We are reading from Andrew Murray’s famous and beloved classic book from the late 1800’s ~ ~  “Abide in Christ.”

Come, my friend, and let us this very day commence to accept the Word of Jesus in all simplicity.  This is a distinct command: 

“Take My yoke….and learn of Me”;   “Abide in Me.”

A command has to be obeyed.  The obedient scholar asks no questions about possibilities or results;  he accepts every order in the confidence that his teacher had provided for all that is needed.  The power and the perseverance to abide in the rest and the blessing in abiding – it belongs to the Savior to see to this.

IT IS MINE TO OBEY; IT IS HIS TO PROVIDE.

Let us this day, in immediate obedience, accept the command and answer boldly, “Savior, I abide in You.  At Your bidding I take Your yoke.  I undertake the duty without delay;  I abide in You.”  Let each consciousness of failure only give new urgency to the command and teach us to listen more earnestly than ever until the Spirit again allows us to hear the voice of Jesus saying, with a love and authority that inspire both hope and obedience,

“CHILD, ABIDE IN ME.”

That Word, coming from Him, will be an end of all doubting – a divine promise of what will surely be granted.  With ever increasing simplicity, its meaning will be interpreted.  Abiding in Jesus is nothing but the giving up of oneself to be ruled, taught and led, and so resting in the arms of Everlasting Love.

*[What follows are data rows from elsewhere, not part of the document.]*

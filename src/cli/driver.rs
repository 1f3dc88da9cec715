//! Interactive menu loop for choosing which asset to chart

use super::chart::ChartRenderer;
use super::ui;
use crate::core::dataset::{SecondaryAssetError, SecondaryAssetSource};
use crate::core::table::Table;
use anyhow::{Result, bail};
use std::io::BufRead;
use tracing::{debug, warn};

/// Line-oriented user interaction.
pub trait Console {
    /// Shows `prompt` and reads one line. `None` means input is closed.
    fn read_line(&mut self, prompt: &str) -> Result<Option<String>>;
    fn message(&mut self, text: &str);
}

/// Reads from stdin and writes to stdout.
pub struct TerminalConsole {
    term: console::Term,
}

impl TerminalConsole {
    pub fn new() -> Self {
        Self {
            term: console::Term::stdout(),
        }
    }
}

impl Default for TerminalConsole {
    fn default() -> Self {
        Self::new()
    }
}

impl Console for TerminalConsole {
    fn read_line(&mut self, prompt: &str) -> Result<Option<String>> {
        let styled = ui::style_text(prompt, ui::StyleType::Prompt);
        self.term.write_str(&styled)?;
        let mut line = String::new();
        if std::io::stdin().lock().read_line(&mut line)? == 0 {
            return Ok(None);
        }
        Ok(Some(line.trim_end_matches(['\r', '\n']).to_string()))
    }

    fn message(&mut self, text: &str) {
        println!("{text}");
    }
}

#[derive(Debug, Clone, PartialEq)]
pub enum Selection {
    Primary,
    Secondary(String),
}

#[derive(Debug)]
pub enum DriverState {
    AwaitSelector,
    AwaitCode,
    Rendering {
        selection: Selection,
        dataset: Table,
    },
    Exited,
}

pub struct Driver<'a> {
    console: &'a mut dyn Console,
    renderer: &'a mut dyn ChartRenderer,
    source: &'a dyn SecondaryAssetSource,
    primary: Table,
    primary_name: String,
    price_column: String,
}

impl<'a> Driver<'a> {
    pub fn new(
        console: &'a mut dyn Console,
        renderer: &'a mut dyn ChartRenderer,
        source: &'a dyn SecondaryAssetSource,
        primary: Table,
        primary_name: &str,
        price_column: &str,
    ) -> Self {
        Driver {
            console,
            renderer,
            source,
            primary,
            primary_name: primary_name.to_string(),
            price_column: price_column.to_string(),
        }
    }

    /// Runs until the user exits or input ends.
    pub async fn run(&mut self) -> Result<()> {
        let mut state = DriverState::AwaitSelector;
        while !matches!(state, DriverState::Exited) {
            state = self.step(state).await?;
        }
        Ok(())
    }

    /// Advances the loop by one transition.
    ///
    /// A selector that is not an integer is an error, as is failing to chart
    /// the primary asset. Secondary asset failures are reported and the loop
    /// continues.
    pub async fn step(&mut self, state: DriverState) -> Result<DriverState> {
        match state {
            DriverState::AwaitSelector => {
                let prompt = format!(
                    "\nType 1 for {} and 2 for any altcoin (-1 to exit): ",
                    self.primary_name
                );
                let Some(input) = self.console.read_line(&prompt)? else {
                    return Ok(DriverState::Exited);
                };
                let choice: i64 = match input.trim().parse() {
                    Ok(choice) => choice,
                    Err(e) => bail!("Invalid selector '{}': {}", input.trim(), e),
                };
                debug!("Selected {}", choice);
                Ok(match choice {
                    1 => DriverState::Rendering {
                        selection: Selection::Primary,
                        dataset: self.primary.clone(),
                    },
                    2 => DriverState::AwaitCode,
                    -1 => DriverState::Exited,
                    _ => {
                        self.report("\nInvalid choice.");
                        DriverState::AwaitSelector
                    }
                })
            }
            DriverState::AwaitCode => {
                let Some(code) = self.console.read_line("Enter altcoin code: ")? else {
                    return Ok(DriverState::Exited);
                };
                match self.source.secondary_dataset(&code, &self.primary).await {
                    Ok(dataset) => Ok(DriverState::Rendering {
                        selection: Selection::Secondary(code.trim().to_uppercase()),
                        dataset,
                    }),
                    Err(SecondaryAssetError::UnknownCode(code)) => {
                        debug!("Unknown code {}", code);
                        self.report("\nInvalid code.");
                        Ok(DriverState::AwaitSelector)
                    }
                    Err(e) => {
                        warn!("{}", e);
                        self.report(&format!("\n{e}"));
                        Ok(DriverState::AwaitSelector)
                    }
                }
            }
            DriverState::Rendering { selection, dataset } => {
                let title = match &selection {
                    Selection::Primary => format!("{} ({})", self.primary_name, self.price_column),
                    Selection::Secondary(code) => format!("{code} ({})", self.price_column),
                };
                let result = self.renderer.render(&title, &dataset, &self.price_column);
                match (result, selection) {
                    (Ok(()), _) => Ok(DriverState::AwaitSelector),
                    (Err(e), Selection::Primary) => Err(e),
                    (Err(e), Selection::Secondary(code)) => {
                        warn!("Failed to chart {}: {}", code, e);
                        self.report(&format!("\nCould not chart {code}: {e}"));
                        Ok(DriverState::AwaitSelector)
                    }
                }
            }
            DriverState::Exited => Ok(DriverState::Exited),
        }
    }

    fn report(&mut self, text: &str) {
        let styled = ui::style_text(text, ui::StyleType::Error);
        self.console.message(&styled);
    }
}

Blessed rest, the fruit, the foretaste and the fellowship of God’s own rest, found by those who come to Jesus to abide in Him!  It is the peace of God, the great calm of the eternal world, that passes all understanding and that keeps the heart and mind (Philippians 4:7).  With this grace secured, we have strength for every duty, courage for every struggle, a blessing in every cross, and the joy of life eternal in death itself.

Oh my Savior!  If my heart would ever doubt or fear again, as if the blessing were too great to expect or too high to attain, let me hear Your voice to quicken my faith and obedience:

“ABIDE IN ME:  TAKE MY YOKE UPON YOU, AND LEARN OF ME …YOU SHALL FIND REST UNTO YOUR SOULS.”

GOD’S WORD FOR APRIL 13

GOD’S WORD FOR APRIL 13 ~ ~ John 15:4 ~ ~ “Abide in Me, and I in you. As the branch cannot bear fruit of itself, unless it abides in the vine, neither can you, unless you abide in Me.”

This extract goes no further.